PROBLEM DESCRIPTION: Return each line of the data below that contains the string "else".

Collected data entries:
•••
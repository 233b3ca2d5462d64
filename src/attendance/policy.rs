use chrono::{Duration, NaiveDate, NaiveTime};

use crate::model::attendance::AttendanceStatus;

/// Cutoff after which a check-in counts as late.
#[derive(Debug, Clone, Copy, PartialEq, Eq)]
pub struct LatePolicy {
    pub threshold: NaiveTime,
}

impl Default for LatePolicy {
    fn default() -> Self {
        Self {
            threshold: NaiveTime::from_hms_opt(9, 30, 0).unwrap_or(NaiveTime::MIN),
        }
    }
}

impl LatePolicy {
    pub fn new(threshold: NaiveTime) -> Self {
        Self { threshold }
    }

    /// Threshold from a shift definition: start time plus the grace-in minutes.
    /// Saturates at 23:59 instead of wrapping past midnight.
    pub fn from_shift(start: NaiveTime, grace_in_minutes: u32) -> Self {
        let last_minute = NaiveTime::from_hms_opt(23, 59, 0).unwrap_or(NaiveTime::MIN);
        let (threshold, wrapped) =
            start.overflowing_add_signed(Duration::minutes(i64::from(grace_in_minutes)));
        Self {
            threshold: if wrapped != 0 { last_minute } else { threshold },
        }
    }

    /// Status and minutes late for a day's first check-in.
    ///
    /// Both sides are anchored on `date` so the comparison is between two
    /// datetimes of the same day.
    pub fn classify(
        &self,
        date: NaiveDate,
        check_in: Option<NaiveTime>,
    ) -> (AttendanceStatus, Option<i64>) {
        let Some(check_in) = check_in else {
            return (AttendanceStatus::Absent, None);
        };

        let arrived = date.and_time(check_in);
        let cutoff = date.and_time(self.threshold);

        if arrived > cutoff {
            let late = (arrived - cutoff).num_minutes();
            (AttendanceStatus::Late, Some(late.max(1)))
        } else {
            (AttendanceStatus::Present, None)
        }
    }
}

#[cfg(test)]
mod tests {
    use super::*;

    fn day() -> NaiveDate {
        NaiveDate::from_ymd_opt(2024, 7, 29).unwrap()
    }

    fn t(h: u32, m: u32) -> NaiveTime {
        NaiveTime::from_hms_opt(h, m, 0).unwrap()
    }

    #[test]
    fn test_default_threshold_is_half_past_nine() {
        assert_eq!(LatePolicy::default().threshold, t(9, 30));
    }

    #[test]
    fn test_classify_boundary() {
        let policy = LatePolicy::default();
        assert_eq!(
            policy.classify(day(), Some(t(9, 30))),
            (AttendanceStatus::Present, None)
        );
        assert_eq!(
            policy.classify(day(), Some(t(9, 31))),
            (AttendanceStatus::Late, Some(1))
        );
        assert_eq!(
            policy.classify(day(), Some(t(10, 45))),
            (AttendanceStatus::Late, Some(75))
        );
    }

    #[test]
    fn test_classify_without_check_in_is_absent() {
        assert_eq!(
            LatePolicy::default().classify(day(), None),
            (AttendanceStatus::Absent, None)
        );
    }

    #[test]
    fn test_from_shift_adds_grace() {
        assert_eq!(LatePolicy::from_shift(t(8, 0), 15).threshold, t(8, 15));
        assert_eq!(LatePolicy::from_shift(t(23, 50), 30).threshold, t(23, 59));
    }
}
•••
ANSWER TO THIS PROBLEM:
            threshold: if wrapped != 0 { last_minute } else { threshold },
        let Some(check_in) = check_in else {
        } else {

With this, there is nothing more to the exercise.